L’architettrice di Melania G. Mazzucco
Giovanni Briccio è un genio plebeo, osteggiato dai letterati e ignorato dalla corte: materassaio, pittore di poca fama, musicista, popolare commediografo, attore e poeta. Bizzarro cane randagio in un’epoca in cui è necessario avere un padrone, Briccio educa la figlia alla pittura, e la lancia nel mondo dell’arte come fanciulla prodigio, imponendole il destino della verginità. Plautilla però, donna e di umili origini, fatica a emergere nell’ambiente degli artisti romani, dominato da Bernini e Pietro da Cortona. L’incontro con Elpidio Benedetti, aspirante scrittore prescelto dal cardinal Barberini come segretario di Mazzarino, finirà per cambiarle la vita. Con la complicità di questo insolito compagno di viaggio, diventerà molto più di ciò che il padre aveva osato immaginare. Melania Mazzucco torna al romanzo storico, alla passione per l’arte e i suoi interpreti.
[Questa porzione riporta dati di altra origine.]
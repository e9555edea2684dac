//! Key/index map
//!
//! Associates each stable item key with its position in the current data
//! sequence. Rebuilt synchronously whenever the data is replaced.

use std::hash::Hash;

use rustc_hash::FxHashMap;

/// Bidirectional key ↔ index association
#[derive(Debug)]
pub struct KeyIndexMap<K> {
    index_of: FxHashMap<K, usize>,
    keys: Vec<K>,
}

impl<K: Eq + Hash + Clone> KeyIndexMap<K> {
    pub fn new() -> Self {
        Self {
            index_of: FxHashMap::default(),
            keys: Vec::new(),
        }
    }

    /// Replace the map with one entry per element of `sequence`
    pub fn rebuild<T>(&mut self, sequence: &[T], key_of: impl Fn(&T, usize) -> K) {
        self.keys = sequence
            .iter()
            .enumerate()
            .map(|(i, item)| key_of(item, i))
            .collect();
        self.index_of.clear();
        self.index_of.reserve(self.keys.len());
        for (i, key) in self.keys.iter().enumerate() {
            self.index_of.insert(key.clone(), i);
        }
    }

    /// Patch the lookup when a row is rendered at a different index than the
    /// map recorded. The data-order key list is left as the last rebuild saw
    /// it.
    pub fn set(&mut self, key: K, index: usize) {
        self.index_of.insert(key, index);
    }

    pub fn index_of(&self, key: &K) -> Option<usize> {
        self.index_of.get(key).copied()
    }

    pub fn key_at(&self, index: usize) -> Option<&K> {
        self.keys.get(index)
    }

    /// Keys in data order
    pub fn keys(&self) -> &[K] {
        &self.keys
    }

    /// Whether `other` lists exactly the same keys in the same order
    pub fn same_order(&self, other: &[K]) -> bool {
        self.keys.as_slice() == other
    }

    pub fn len(&self) -> usize {
        self.keys.len()
    }

    pub fn is_empty(&self) -> bool {
        self.keys.is_empty()
    }
}

impl<K: Eq + Hash + Clone> Default for KeyIndexMap<K> {
    fn default() -> Self {
        Self::new()
    }
}
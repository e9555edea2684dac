//! Row measurement registry
//!
//! Per-key offset/size of each laid-out row along the scroll axis, in list
//! content coordinates.

use std::hash::Hash;

use rustc_hash::{FxHashMap, FxHashSet};

/// Offset and size of one row along the scroll axis
#[derive(Debug, Clone, Copy, PartialEq, Default)]
pub struct Measurement {
    pub offset: f32,
    pub size: f32,
}

impl Measurement {
    pub const fn new(offset: f32, size: f32) -> Self {
        Self { offset, size }
    }

    /// Far edge of the row
    pub fn end(&self) -> f32 {
        self.offset + self.size
    }

    pub fn midpoint(&self) -> f32 {
        self.offset + self.size / 2.0
    }

    /// A row with no extent has not been laid out yet
    pub fn is_laid_out(&self) -> bool {
        self.size > 0.0
    }
}

/// Keyed store of row measurements
#[derive(Debug)]
pub struct MeasurementRegistry<K> {
    rows: FxHashMap<K, Measurement>,
}

impl<K: Eq + Hash + Clone> MeasurementRegistry<K> {
    pub fn new() -> Self {
        Self {
            rows: FxHashMap::default(),
        }
    }

    /// Record a layout report, replacing any earlier entry for `key`
    pub fn record(&mut self, key: K, offset: f32, size: f32) {
        self.rows.insert(key, Measurement::new(offset, size));
    }

    pub fn get(&self, key: &K) -> Option<Measurement> {
        self.rows.get(key).copied()
    }

    /// Measurement for `key`, or a zero-size row at offset 0 if it has not
    /// been laid out
    pub fn get_or_default(&self, key: &K) -> Measurement {
        self.get(key).unwrap_or_default()
    }

    /// Drop entries whose keys are no longer part of the data
    pub fn retain_keys<'a>(&mut self, keys: impl IntoIterator<Item = &'a K>)
    where
        K: 'a,
    {
        let live: FxHashSet<&K> = keys.into_iter().collect();
        let before = self.rows.len();
        self.rows.retain(|key, _| live.contains(key));
        let pruned = before - self.rows.len();
        if pruned > 0 {
            tracing::trace!("measurements: pruned {} stale rows", pruned);
        }
    }

    pub fn len(&self) -> usize {
        self.rows.len()
    }

    pub fn is_empty(&self) -> bool {
        self.rows.is_empty()
    }
}

impl<K: Eq + Hash + Clone> Default for MeasurementRegistry<K> {
    fn default() -> Self {
        Self::new()
    }
}
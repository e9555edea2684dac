//! State transitions
//!
//! Interaction states are plain tagged enums. Each state type maps
//! `(state, event)` pairs to its next state; pairs with no entry leave the
//! state untouched.
//!
//! ```rust
//! use dragflow_core::fsm::{EventId, StateTransitions};
//!
//! #[derive(Debug, Clone, Copy, PartialEq, Eq, Hash, Default)]
//! enum Press {
//!     #[default]
//!     Up,
//!     Down,
//! }
//!
//! const DOWN: EventId = 1;
//! const UP: EventId = 2;
//!
//! impl StateTransitions for Press {
//!     fn on_event(&self, event: EventId) -> Option<Self> {
//!         match (self, event) {
//!             (Press::Up, DOWN) => Some(Press::Down),
//!             (Press::Down, UP) => Some(Press::Up),
//!             _ => None,
//!         }
//!     }
//! }
//!
//! let mut state = Press::default();
//! assert!(state.send(DOWN));
//! assert_eq!(state, Press::Down);
//! assert!(!state.send(DOWN));
//! ```

use std::hash::Hash;

/// Identifier for an event type
pub type EventId = u32;

/// Trait for state types that can handle event transitions
pub trait StateTransitions:
    Clone + Copy + PartialEq + Eq + Hash + Send + Sync + std::fmt::Debug + 'static
{
    /// Handle an event and return the new state, or None if no transition
    fn on_event(&self, event: EventId) -> Option<Self>;

    /// Check if an event can trigger a transition from the current state
    fn can_send(&self, event: EventId) -> bool {
        self.on_event(event).is_some()
    }

    /// Apply an event in place. Returns true if the state changed.
    fn send(&mut self, event: EventId) -> bool {
        match self.on_event(event) {
            Some(next) => {
                tracing::trace!("{:?} --{}--> {:?}", self, event, next);
                let changed = next != *self;
                *self = next;
                changed
            }
            None => false,
        }
    }
}

#[cfg(test)]
mod tests {
    use super::*;

    #[derive(Debug, Clone, Copy, PartialEq, Eq, Hash, Default)]
    enum Hover {
        #[default]
        Idle,
        Hovered,
        Pressed,
    }

    const POINTER_ENTER: EventId = 1;
    const POINTER_LEAVE: EventId = 2;
    const POINTER_DOWN: EventId = 3;
    const POINTER_UP: EventId = 4;

    impl StateTransitions for Hover {
        fn on_event(&self, event: EventId) -> Option<Self> {
            match (self, event) {
                (Hover::Idle, POINTER_ENTER) => Some(Hover::Hovered),
                (Hover::Hovered, POINTER_LEAVE) => Some(Hover::Idle),
                (Hover::Hovered, POINTER_DOWN) => Some(Hover::Pressed),
                (Hover::Pressed, POINTER_UP) => Some(Hover::Hovered),
                _ => None,
            }
        }
    }

    #[test]
    fn test_simple_transitions() {
        let mut state = Hover::default();

        assert!(state.send(POINTER_ENTER));
        assert_eq!(state, Hover::Hovered);

        assert!(state.send(POINTER_DOWN));
        assert_eq!(state, Hover::Pressed);

        assert!(state.send(POINTER_UP));
        assert_eq!(state, Hover::Hovered);

        assert!(state.send(POINTER_LEAVE));
        assert_eq!(state, Hover::Idle);
    }

    #[test]
    fn test_invalid_event_no_transition() {
        let mut state = Hover::Idle;

        // POINTER_DOWN is not valid in Idle
        assert!(!state.send(POINTER_DOWN));
        assert_eq!(state, Hover::Idle);
    }

    #[test]
    fn test_can_send() {
        let state = Hover::Idle;
        assert!(state.can_send(POINTER_ENTER));
        assert!(!state.can_send(POINTER_UP));
    }
}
Mentre racconta fasti, intrighi, violenze e miserie della Roma dei papi, e il fervore di un secolo insieme bigotto e libertino, ci regala il ritratto di una straordinaria donna del Seicento, abilissima a non far parlare di sé e a celare audacia e sogni per poter realizzare l’impresa in grado di riscattare una vita intera: la costruzione di una originale villa di delizie sul colle che domina Roma, disegnata, progettata ed eseguita da lei, Plautilla, la prima architettrice della storia moderna.
Mai più sola nel bosco di Simona Vinci
C’è una fiaba in questo libro, e la fiaba racconta di una bambina e di una creatura misteriosa. La Creatura d’acqua scura che striscia nella soffitta è forse il fantasma di un uomo ucciso durante la Resistenza e il cui corpo è stato occultato nello stagno. La Creatura d’acqua scura somiglia – dal buio nel quale la bambina la incontra – al lupo che attende Cappuccetto Rosso, al ginepro che conserva vita e morte nei suoi rami, al fuso di Rosaspina bella addormentata nel bosco, alla mela avvelenata di Biancaneve. La Creatura d’acqua scura torna, come in una favola nera, ad avvertire, raccontare, raccordare la vita adulta e l’infanzia, le colpe e le assoluzioni, i morti propri e quelli degli altri, gli amici perduti e i luoghi ritrovati. Simona Vinci, raccoglitrice di erbe per l’arrosto, fichi per le conserve e storie per queste pagine, continua a dire della sua paura e della nostra, svelando perché abbiamo tutti vissuto nelle fiabe dei fratelli Grimm e come, qualche volta, torniamo a viverci. Un viaggio dentro e fuori “il gusto della paura” di una scrittrice italiana che, per sua stessa ammissione, talvolta vede ancora l’invisibile.